The field-cornet now sent Swartboy back for the other horses and the cow, pointing out a place where he should bring them to graze, while he himself continued on in search of water.
After travelling some miles farther, Von Bloom perceived to the north of him a long line of cliff rising directly up from the plain, and running westward as far as he could see. Thinking that water would be more likely to be found near these cliffs, he turned his horse's head towards them. As he approached nearer to their base, he was charmed with the beautiful scenery that began to open before his eyes. He passed through grassy plains of different sizes, separated from each other by copses of the delicate-leaved mimosa; some of these forming large thickets, while others consisted of only a few low bushes. Towering high over the mimosas, grew many trees of gigantic size, and of a species Von Bloom had never seen before. They stood thinly upon the ground; but each, with its vast leafy head, seemed a little forest of itself.
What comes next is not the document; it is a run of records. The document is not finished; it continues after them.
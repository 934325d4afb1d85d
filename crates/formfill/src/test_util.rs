use html5ever::ParseOpts;
use html5ever::serialize::SerializeOpts;
use html5ever::tendril::TendrilSink;
use markup5ever_rcdom::{Handle, RcDom, SerializableHandle};

use crate::form::{Form, ResolvedForm, Values};
use crate::traverse::Resolver;

pub(crate) fn parse(input: &str) -> Handle {
    let dom = html5ever::parse_document(RcDom::default(), ParseOpts::default())
        .from_utf8()
        .read_from(&mut input.as_bytes())
        .unwrap();
    dom.document
}

pub(crate) fn serialize(document: &Handle) -> String {
    let mut out = Vec::new();
    let handle: SerializableHandle = document.clone().into();
    html5ever::serialize::serialize(&mut out, &handle, SerializeOpts::default()).unwrap();
    String::from_utf8(out).unwrap()
}

pub(crate) fn resolve(document: &Handle, forms: Vec<Form>) -> Vec<ResolvedForm> {
    let mut resolved: Vec<ResolvedForm> = forms.into_iter().map(ResolvedForm::new).collect();
    Resolver::new(&mut resolved).run(document);
    resolved
}

pub(crate) fn values(pairs: &[(&str, &[&str])]) -> Values {
    pairs
        .iter()
        .map(|(name, values)| {
            (
                (*name).to_string(),
                values.iter().map(|v| (*v).to_string()).collect(),
            )
        })
        .collect()
}
//! Form scope resolution.
//!
//! A single pre-order walk attributes elements to forms (by nesting or by an
//! explicit `form` attribute), associates `option` elements with their
//! enclosing `select`, and links elements to labels they are nested in.
//! Labels that reference an element by id instead are deferred and resolved
//! in a second pass once every form's inputs are known.

use html5ever::Attribute;
use markup5ever_rcdom::{Handle, NodeData};

use crate::dom;
use crate::form::ResolvedForm;

/// Transient per-branch traversal context. Cloned for every child so that
/// context changes in one subtree never leak into a sibling subtree.
#[derive(Clone, Default)]
struct FormContext {
    form: Option<Handle>,
    label: Option<Handle>,
    select: Option<Handle>,
}

pub(crate) struct Resolver<'a> {
    forms: &'a mut [ResolvedForm],
    /// Labels carrying a `for` attribute, matched against input ids after
    /// the walk.
    deferred_labels: Vec<Handle>,
}

impl<'a> Resolver<'a> {
    pub(crate) fn new(forms: &'a mut [ResolvedForm]) -> Self {
        Self {
            forms,
            deferred_labels: Vec::new(),
        }
    }

    pub(crate) fn run(mut self, document: &Handle) {
        self.walk(document, FormContext::default());
        self.cross_resolve_labels();
        for form in self.forms.iter() {
            log::debug!(
                target: "formfill.traverse",
                "form {:?}: {} inputs, {} deferred labels in document",
                form.id,
                form.inputs.len(),
                self.deferred_labels.len(),
            );
        }
    }

    fn walk(&mut self, node: &Handle, mut context: FormContext) {
        if let NodeData::Element { name, attrs, .. } = &node.data {
            match &*name.local {
                "form" => context.form = Some(node.clone()),
                "label" => context.label = Some(node.clone()),
                _ => {}
            }
            self.visit_element(node, &name.local, &attrs.borrow(), &mut context);
        }
        // The subtree is walked even when the element itself was not
        // interesting; nested content may belong to a form of interest.
        for child in node.children.borrow().iter() {
            self.walk(child, context.clone());
        }
    }

    fn visit_element(
        &mut self,
        node: &Handle,
        name: &str,
        attrs: &[Attribute],
        context: &mut FormContext,
    ) {
        // An element is interesting only inside a form context or when it
        // carries an explicit `form` reference.
        let form_attr = attrs::find(attrs, "form");
        if context.form.is_none() && form_attr.is_none() {
            return;
        }

        // An explicit `form` attribute wins; an empty or missing one falls
        // back to the enclosing form's id.
        let mut form_id = form_attr.map(|a| a.value.to_string()).unwrap_or_default();
        if form_id.is_empty() {
            if let Some(form) = &context.form {
                form_id = dom::attr_value(form, "id").unwrap_or_default();
            }
        }

        let Some(form_ix) = self.form_index(&form_id) else {
            return;
        };

        // Labels either reference an element by id (`for`) or contain one as
        // a descendant. The former are resolved after the walk; the walk of
        // their subtree still continues for nested association.
        if name == "label" && attrs::has(attrs, "for") {
            self.deferred_labels.push(node.clone());
            return;
        }

        if name == "option" {
            if let Some(select) = &context.select {
                let select = select.clone();
                self.forms[form_ix].options.push(&select, node.clone());
            }
            return;
        }

        // Nothing to key population on without a name.
        if attrs::get(attrs, "name").is_empty() {
            return;
        }

        match name {
            "input" | "textarea" | "progress" | "meter" => {}
            "button" => {
                if attrs::get(attrs, "type") != "submit" {
                    return;
                }
            }
            "select" => context.select = Some(node.clone()),
            _ => return,
        }

        self.forms[form_ix].inputs.push(node.clone());
        if let Some(label) = &context.label {
            let label = label.clone();
            self.forms[form_ix].labels.push(node, label);
        }
    }

    fn form_index(&self, id: &str) -> Option<usize> {
        self.forms.iter().position(|f| f.id == id)
    }

    /// Second pass: append every deferred label whose `for` value matches an
    /// input's id to that input's label list, after any nested matches.
    fn cross_resolve_labels(&mut self) {
        for form in self.forms.iter_mut() {
            for label in &self.deferred_labels {
                let Some(target) = dom::attr_value(label, "for") else {
                    continue;
                };
                for input in &form.inputs {
                    if dom::attr_value(input, "id").as_deref() == Some(target.as_str()) {
                        form.labels.push(input, label.clone());
                    }
                }
            }
        }
    }
}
The whole country around had a soft park-like appearance, which contrasted well with the dark cliff that rose beyond—the latter stepping up from the plain by a precipice of several hundred feet in height, and seemingly as vertical as the walls of a house.
The fine landscape was gratifying to the eyes of the traveller—such a fine country in the midst of so much barrenness; for he knew that most of the surrounding region was little better than a wild karoo. The whole of it to the north for hundreds of miles was a famous desert—the desert of Kalihari—and these cliffs were a part of its southern border. The “vee-boer” would have been rejoiced at such a sight under other circumstances. But what to him now were all these fine pastures—now that he was no longer able to stock them?
Notwithstanding the beauty of the scene, his reflections were painful.
But he did not give way to despair. His present troubles were sufficiently grievous to prevent him from dwelling much on the future. His first care was to find a place where his horses might be recruited; for without them he could no longer move anywhere—without them he would be helpless indeed.
Water was the desired object. If water could not be found, all this beautiful park through which he was passing would be as valueless to him as the brown desert.
Surely so lovely a landscape could not exist without that most essential element!
So thought the field-cornet; and at the turning of every new grove his eyes wandered over the ground in search of it.
“Ho!” he joyfully exclaimed as a covey of large Namaqua partridges whirred up from his path. “A good sign that: they are seldom far from water.”